Pub Date : 2023-08-30DOI: 10.1093/dote/doad052.256
Matteo Santangelo, G. Capovilla, A. Vittori, F. Forattini, L. Provenzano, L. Nicoletti, Andrea Costantini, L. Moletta, M. Valmasoni, M. Costantini, E. Savarino, R. Salvador
Assessing patients following Laparoscopic Fundoplication (LF) can be challenging. Functional information provided by pathophysiological testing—which can shed light on the cause of recurrent symptoms—could be key to clinical decision making. The value of performing High-Resolution Manometry (HRM) after LF is still unclear and debated. We sought to establish the HRM parameters indicative of a functioning fundoplication, and whether HRM could distinguish it from a tight or defective one. We studied patients with gastroesophageal reflux disease (GERD) who underwent laparoscopic Nissen (LN) or Toupet (LT) fundoplication between 2010–2022. HRM and pH monitoring were performed before and 6 months after surgery. LF failure was defined as GerdQ score ≥ 8 and abnormal 24 h-pH study or just abnormal 24 h-pH study. The study population was divided into 5 groups: LN and LT patients with normal pH monitoring (LNpH- and LTpH-, respectively); LN and LT patients with pathological pH monitoring (LNpH+ and LTpH+ groups, respectively); and patients with postoperative severe dysphagia (Dysphagia group). The novel Hiatal Morphology (HM) classification was applied, envisaging 3 subtypes: HM1 (normal morphology); HM2 (intrathoracic fundoplication); and HM3 (slipped fundoplication). We recruited 132 patients: 46 in the LNpH- group, 51 in the LTpH- group, 15 in the LNpH+ group, 7 in the LTpH+ group, and 5 in the Dysphagia group (Figure 1). Eight patients with GerdQ score ≥ 8 and normal 24 h-pH findings were excluded. At univariate analysis, postoperative lower esophageal sphincter (LES) basal pressure (p = 0.011), total and abdominal LES length (p = 0.014, p < 0.001) were correlated with LF failure.

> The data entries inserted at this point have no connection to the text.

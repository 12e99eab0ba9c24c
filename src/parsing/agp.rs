use indexmap::IndexMap;
use tracing::debug;

use crate::core::layout::{Layout, LayoutEntry};
use crate::core::timeline::TilingPath;
use crate::core::types::{Orientation, SexLetter, TagSet};
use crate::parsing::{parse_coordinate, ParseError};
use crate::utils::validation::{check_record_limit, ErrorCollector, ErrorKind};

/// Fragments larger than this many texels are always trusted
pub const DEFAULT_LARGE_FRAGMENT_TEXELS: f64 = 10.0;

/// How many texels below a scaffold's smallest component a fragment may be
pub const DEFAULT_LOW_CUTOFF: f64 = 1.5;

/// Size filter separating genuine AGP fragments from snapping artefacts
#[derive(Debug, Clone, Copy)]
pub struct FragmentFilter {
    pub large_fragment_texels: f64,
    pub low_cutoff: f64,
}

impl Default for FragmentFilter {
    fn default() -> Self {
        Self {
            large_fragment_texels: DEFAULT_LARGE_FRAGMENT_TEXELS,
            low_cutoff: DEFAULT_LOW_CUTOFF,
        }
    }
}

impl FragmentFilter {
    /// Keep a fragment if it is larger than any plausible artefact, or if it is
    /// no more than `low_cutoff` texels smaller than the scaffold's smallest
    /// genuine component.
    #[allow(clippy::cast_precision_loss)]
    pub fn keeps(&self, fragment: u64, smallest_component: u64, texel: u64) -> bool {
        let fragment = fragment as f64;
        let texel = texel as f64;
        fragment > self.large_fragment_texels * texel
            || fragment > smallest_component as f64 - self.low_cutoff * texel
    }
}

/// Component type column values that denote gap rows
fn is_gap_kind(kind: &str) -> bool {
    matches!(kind, "U" | "N")
}

/// Parse PretextView AGP text into a [`Layout`].
///
/// Gap rows are skipped. Each component row is checked against the TPF:
/// scaffolds missing from the TPF are recorded as
/// [`ErrorKind::ScaffoldSyncMismatch`]. Rows surviving the [`FragmentFilter`]
/// become kept entries; the rest are recorded as discards by their low
/// scaffold coordinate. Tags are upper-cased, conflicting tags recorded, and
/// the sex-chromosome assignment validated once the whole file is read.
///
/// # Errors
///
/// Returns `ParseError::InvalidFormat` if a row has too few fields or invalid
/// coordinates, and `ParseError::TooManyRecords` if the record limit is exceeded.
pub fn parse_agp_text(
    text: &str,
    tpf: &TilingPath,
    filter: &FragmentFilter,
    errors: &mut ErrorCollector,
) -> Result<Layout, ParseError> {
    let mut layout = Layout::default();
    let mut count = 0usize;

    for (i, line) in text.lines().enumerate() {
        let line = line.trim();
        if line.is_empty() || line.starts_with('#') {
            continue;
        }

        let line_num = i + 1;

        if check_record_limit(count).is_some() {
            return Err(ParseError::TooManyRecords(count));
        }
        count += 1;

        let fields: Vec<&str> = line.split_whitespace().collect();
        if fields.len() < 5 {
            return Err(ParseError::InvalidFormat(format!(
                "Line {line_num} has fewer than 5 fields"
            )));
        }
        if is_gap_kind(fields[4]) {
            continue;
        }
        if fields.len() < 9 {
            return Err(ParseError::InvalidFormat(format!(
                "Line {line_num} has fewer than 9 fields"
            )));
        }

        let (tags, unknown) = TagSet::from_tokens(fields.iter().skip(9).copied());
        if !unknown.is_empty() {
            debug!("Ignoring unrecognised tags on line {line_num}: {unknown:?}");
        }

        let entry = LayoutEntry {
            chromosome: fields[0].to_string(),
            target_start: parse_coordinate(fields[1], line_num)?,
            target_end: parse_coordinate(fields[2], line_num)?,
            part: fields[3].to_string(),
            scaffold: fields[5].to_string(),
            scaffold_start: parse_coordinate(fields[6], line_num)?,
            scaffold_end: parse_coordinate(fields[7], line_num)?,
            orientation: Orientation::from_agp(fields[8]),
            tags,
            line: line_num,
        };

        let Some(timeline) = tpf.get(&entry.scaffold) else {
            errors.push(
                ErrorKind::ScaffoldSyncMismatch,
                format!(
                    "{} (AGP line {line_num}) is not in the TPF",
                    entry.scaffold
                ),
            );
            continue;
        };

        record_tags(&mut layout, &entry, errors);

        let smallest = timeline.min_component_span().unwrap_or(0);
        if filter.keeps(entry.fragment_size(), smallest, tpf.texel) {
            if !entry.tags.is_empty() {
                layout
                    .tags
                    .entry(entry.tag_key())
                    .or_insert_with(|| entry.tags.clone());
            }
            layout
                .chromosomes
                .entry(entry.chromosome.clone())
                .or_default()
                .push(entry);
        } else {
            debug!(
                "Discarding {}:{}-{} ({} bp) as a likely artefact",
                entry.scaffold,
                entry.scaffold_start,
                entry.scaffold_end,
                entry.fragment_size()
            );
            layout
                .discards
                .entry(entry.scaffold.clone())
                .or_default()
                .push(entry.scaffold_start);
            layout.discarded.push(entry);
        }
    }

    validate_sex_chromosomes(&layout, errors);

    debug!(
        "Parsed {} chromosomes, {} kept entries, {} discarded",
        layout.chromosomes.len(),
        layout.entry_count(),
        layout.discarded.len()
    );

    Ok(layout)
}

/// Track haplotig chromosomes and sex letters, and flag conflicting tags
fn record_tags(layout: &mut Layout, entry: &LayoutEntry, errors: &mut ErrorCollector) {
    if entry.tags.is_haplotig() && entry.tags.is_unloc() {
        errors.push(
            ErrorKind::HaplotigUnlocConflict,
            format!(
                "{} is both 'Haplotig' and 'Unloc' - needs to be one or the other (AGP line {})",
                entry.scaffold, entry.line
            ),
        );
    }

    if entry.tags.is_haplotig() && !layout.haplotig_chromosomes.contains(&entry.chromosome) {
        layout.haplotig_chromosomes.push(entry.chromosome.clone());
    }

    for letter in entry.tags.sex_letters() {
        let chromosomes = layout.sex_chromosomes.entry(letter).or_default();
        if !chromosomes.contains(&entry.chromosome) {
            chromosomes.push(entry.chromosome.clone());
        }
    }
}

/// Check the sex-chromosome tags across the whole layout
pub fn validate_sex_chromosomes(layout: &Layout, errors: &mut ErrorCollector) {
    let letters: Vec<SexLetter> = layout.sex_chromosomes.keys().copied().collect();
    let listed = letters
        .iter()
        .map(ToString::to_string)
        .collect::<Vec<_>>()
        .join(" ");

    if letters.len() > 2 {
        errors.push(
            ErrorKind::TooManySexChromosomes,
            format!("Too many sex chromosomes - you have {listed}"),
        );
    } else if letters.len() == 2 {
        let has = |letter: SexLetter| letters.contains(&letter);
        let invalid = (has(SexLetter::Z) && has(SexLetter::X))
            || (has(SexLetter::W) && has(SexLetter::X))
            || (has(SexLetter::Z) && has(SexLetter::Y));

        if invalid {
            errors.push(
                ErrorKind::InvalidSexCombination,
                format!("Heterogametic sex but bad combination found {listed}"),
            );
        } else {
            for (letter, chromosomes) in &layout.sex_chromosomes {
                let Some(first) = chromosomes.first() else {
                    continue;
                };
                if layout.haplotig_chromosomes.contains(first) {
                    errors.push(
                        ErrorKind::HeterogameticHaplotigConflict,
                        format!("Haplotig painted into heterogametic sex chromosome {letter} ({first})"),
                    );
                }
            }
        }
    }

    for (letter, chromosomes) in &layout.sex_chromosomes {
        if chromosomes.len() > 1 {
            errors.push(
                ErrorKind::AmbiguousSexAssignment,
                format!(
                    "{letter} chromosome is referenced in {} AGP chromosomes: {}",
                    chromosomes.len(),
                    chromosomes.join(", ")
                ),
            );
        }
    }

    let mut letters_by_chromosome: IndexMap<&str, Vec<SexLetter>> = IndexMap::new();
    for (letter, chromosomes) in &layout.sex_chromosomes {
        for chromosome in chromosomes {
            letters_by_chromosome
                .entry(chromosome.as_str())
                .or_default()
                .push(*letter);
        }
    }
    for (chromosome, letters) in letters_by_chromosome {
        if letters.len() > 1 {
            errors.push(
                ErrorKind::AmbiguousSexAssignment,
                format!(
                    "{chromosome} is referenced as both {} and {} in AGP",
                    letters[0], letters[1]
                ),
            );
        }
    }
}

#[cfg(test)]
mod tests {
    use super::*;
    use crate::core::timeline::DEFAULT_TEXEL_DIVISOR;
    use crate::parsing::tpf::parse_tpf_text;

    // 3,276,800 bp in total: one texel is 100 bp
    const TPF: &str = "?\tscaffold_1:1-2000000\tscaffold_1\tPLUS
GAP\tTYPE-2\t200
?\tscaffold_1:2000001-3000000\tscaffold_1\tPLUS
?\tscaffold_2:1-276800\tscaffold_2\tPLUS
";

    fn tiling_path() -> TilingPath {
        let mut errors = ErrorCollector::new();
        let path = parse_tpf_text(TPF, DEFAULT_TEXEL_DIVISOR, &mut errors).unwrap();
        assert_eq!(path.texel, 100);
        path
    }

    fn parse(agp: &str) -> (Layout, ErrorCollector) {
        let path = tiling_path();
        let mut errors = ErrorCollector::new();
        let layout = parse_agp_text(agp, &path, &FragmentFilter::default(), &mut errors).unwrap();
        (layout, errors)
    }

    #[test]
    fn test_fragment_filter() {
        let filter = FragmentFilter::default();
        // Larger than 10 texels: always kept
        assert!(filter.keeps(1001, 5_000_000, 100));
        // Small, but within 1.5 texels of the smallest component
        assert!(filter.keeps(900, 1000, 100));
        // Small and well below the smallest component
        assert!(!filter.keeps(500, 1000, 100));
        // Exactly on the boundary is not kept
        assert!(!filter.keeps(850, 1000, 100));
    }

    #[test]
    fn test_parse_agp_text() {
        let agp = "##agp-version 2.1
# DESCRIPTION: Generated by PretextView
Scaffold_1\t1\t2000000\t1\tW\tscaffold_1\t1\t2000000\t+
Scaffold_1\t2000001\t2000200\t2\tU\t200\tscaffold\tyes\tproximity_ligation
Scaffold_1\t2000201\t2276999\t3\tW\tscaffold_2\t1\t276800\t-\tUnloc
Scaffold_2\t1\t1000000\t1\tW\tscaffold_1\t2000001\t3000000\t+
";
        let (layout, errors) = parse(agp);

        assert!(errors.is_empty());
        assert_eq!(layout.chromosomes.len(), 2);
        assert_eq!(layout.chromosomes["Scaffold_1"].len(), 2);

        let unloc = &layout.chromosomes["Scaffold_1"][1];
        assert_eq!(unloc.orientation, Orientation::Minus);
        assert!(unloc.tags.is_unloc());
        assert!(layout
            .tags
            .contains_key(&("scaffold_2".to_string(), 1, 276_800)));

        let by_scaffold = layout.entries_by_scaffold();
        assert_eq!(by_scaffold["scaffold_1"].len(), 2);
    }

    #[test]
    fn test_small_fragments_discarded() {
        let agp = "Scaffold_1\t1\t2000000\t1\tW\tscaffold_1\t1\t2000000\t+
Scaffold_1\t2000001\t2000500\t2\tW\tscaffold_1\t2000001\t2000500\t+
Scaffold_1\t2000501\t3000000\t3\tW\tscaffold_1\t2000501\t3000000\t+
";
        let (layout, _) = parse(agp);
        assert_eq!(layout.chromosomes["Scaffold_1"].len(), 2);
        assert_eq!(layout.discarded.len(), 1);
        assert_eq!(layout.discards["scaffold_1"], vec![2_000_001]);
        assert!(layout.explains_divider("scaffold_1", 2_000_000));
        assert!(!layout.explains_divider("scaffold_1", 2_000_001));
    }

    #[test]
    fn test_missing_scaffold_is_sync_mismatch() {
        let agp = "Scaffold_1\t1\t2000000\t1\tW\tscaffold_9\t1\t2000000\t+\n";
        let (_, errors) = parse(agp);
        assert!(errors.contains(ErrorKind::ScaffoldSyncMismatch));
    }

    #[test]
    fn test_haplotig_unloc_conflict() {
        let agp = "Scaffold_1\t1\t276800\t1\tW\tscaffold_2\t1\t276800\t+\tHaplotig\tUnloc\n";
        let (_, errors) = parse(agp);
        assert!(errors.contains(ErrorKind::HaplotigUnlocConflict));
        assert!(errors.has_fatal());
    }

    #[test]
    fn test_too_many_sex_chromosomes() {
        let agp = "Scaffold_1\t1\t2000000\t1\tW\tscaffold_1\t1\t2000000\t+\tX
Scaffold_2\t1\t1000000\t1\tW\tscaffold_1\t2000001\t3000000\t+\tY
Scaffold_3\t1\t276800\t1\tW\tscaffold_2\t1\t276800\t+\tZ
";
        let (_, errors) = parse(agp);
        assert!(errors.contains(ErrorKind::TooManySexChromosomes));
    }

    #[test]
    fn test_invalid_sex_combination() {
        let agp = "Scaffold_1\t1\t2000000\t1\tW\tscaffold_1\t1\t2000000\t+\tZ
Scaffold_2\t1\t1000000\t1\tW\tscaffold_1\t2000001\t3000000\t+\tX
";
        let (_, errors) = parse(agp);
        assert!(errors.contains(ErrorKind::InvalidSexCombination));
    }

    #[test]
    fn test_valid_pair_with_haplotig_conflict() {
        let agp = "Scaffold_1\t1\t2000000\t1\tW\tscaffold_1\t1\t2000000\t+\tZ
Scaffold_1\t2000001\t2276800\t2\tW\tscaffold_2\t1\t276800\t+\tHaplotig
Scaffold_2\t1\t1000000\t1\tW\tscaffold_1\t2000001\t3000000\t+\tW
";
        let (layout, errors) = parse(agp);
        assert!(!errors.contains(ErrorKind::InvalidSexCombination));
        assert!(errors.contains(ErrorKind::HeterogameticHaplotigConflict));
        assert_eq!(layout.sex_of("Scaffold_2"), Some(SexLetter::W));
    }

    #[test]
    fn test_sex_letter_on_two_chromosomes() {
        let agp = "Scaffold_1\t1\t2000000\t1\tW\tscaffold_1\t1\t2000000\t+\tX
Scaffold_2\t1\t1000000\t1\tW\tscaffold_1\t2000001\t3000000\t+\tX
";
        let (layout, errors) = parse(agp);
        assert_eq!(layout.sex_chromosomes[&SexLetter::X].len(), 2);
        let record = errors
            .records()
            .iter()
            .find(|r| r.kind == ErrorKind::AmbiguousSexAssignment)
            .unwrap();
        assert!(record.messages[0].contains("referenced in 2 AGP chromosomes"));
    }

    #[test]
    fn test_chromosome_with_two_letters() {
        let agp = "Scaffold_1\t1\t2000000\t1\tW\tscaffold_1\t1\t2000000\t+\tX
Scaffold_1\t2000001\t3000000\t2\tW\tscaffold_1\t2000001\t3000000\t+\tY
";
        let (_, errors) = parse(agp);
        assert!(errors.contains(ErrorKind::AmbiguousSexAssignment));
    }
}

At multivariate analysis, postoperative abdominal LES length (p = 0.001) and HM2 (p < 0.001) were independently associated with surgical failure. Integrated relaxation pressure (IRP) was significantly higher in the Dysphagia group than in the LNpH- group. This study generated reference HRM values for an effective LF and confirms that using HRM to assess the abdominal portion of the neo-sphincter and abnormal hiatal morphology (HM2) improves the clinical assessment of recurrent symptoms. HRM can distinguish patients with a well-functioning wrap from those developing recurrent GERD due to an ineffective wrap. Postoperative IRP also correlated significantly with the onset of dysphagia after surgery.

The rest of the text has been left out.